→ Task details: Write the records out once more, exactly as they appear below.

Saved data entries

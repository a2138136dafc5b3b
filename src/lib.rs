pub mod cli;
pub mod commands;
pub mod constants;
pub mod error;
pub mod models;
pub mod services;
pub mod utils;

→ Task response:
repository a2138136dafc5b3b
filename src/lib.rs
pub mod cli;
pub mod commands;
pub mod constants;
pub mod error;
pub mod models;
pub mod services;
pub mod utils;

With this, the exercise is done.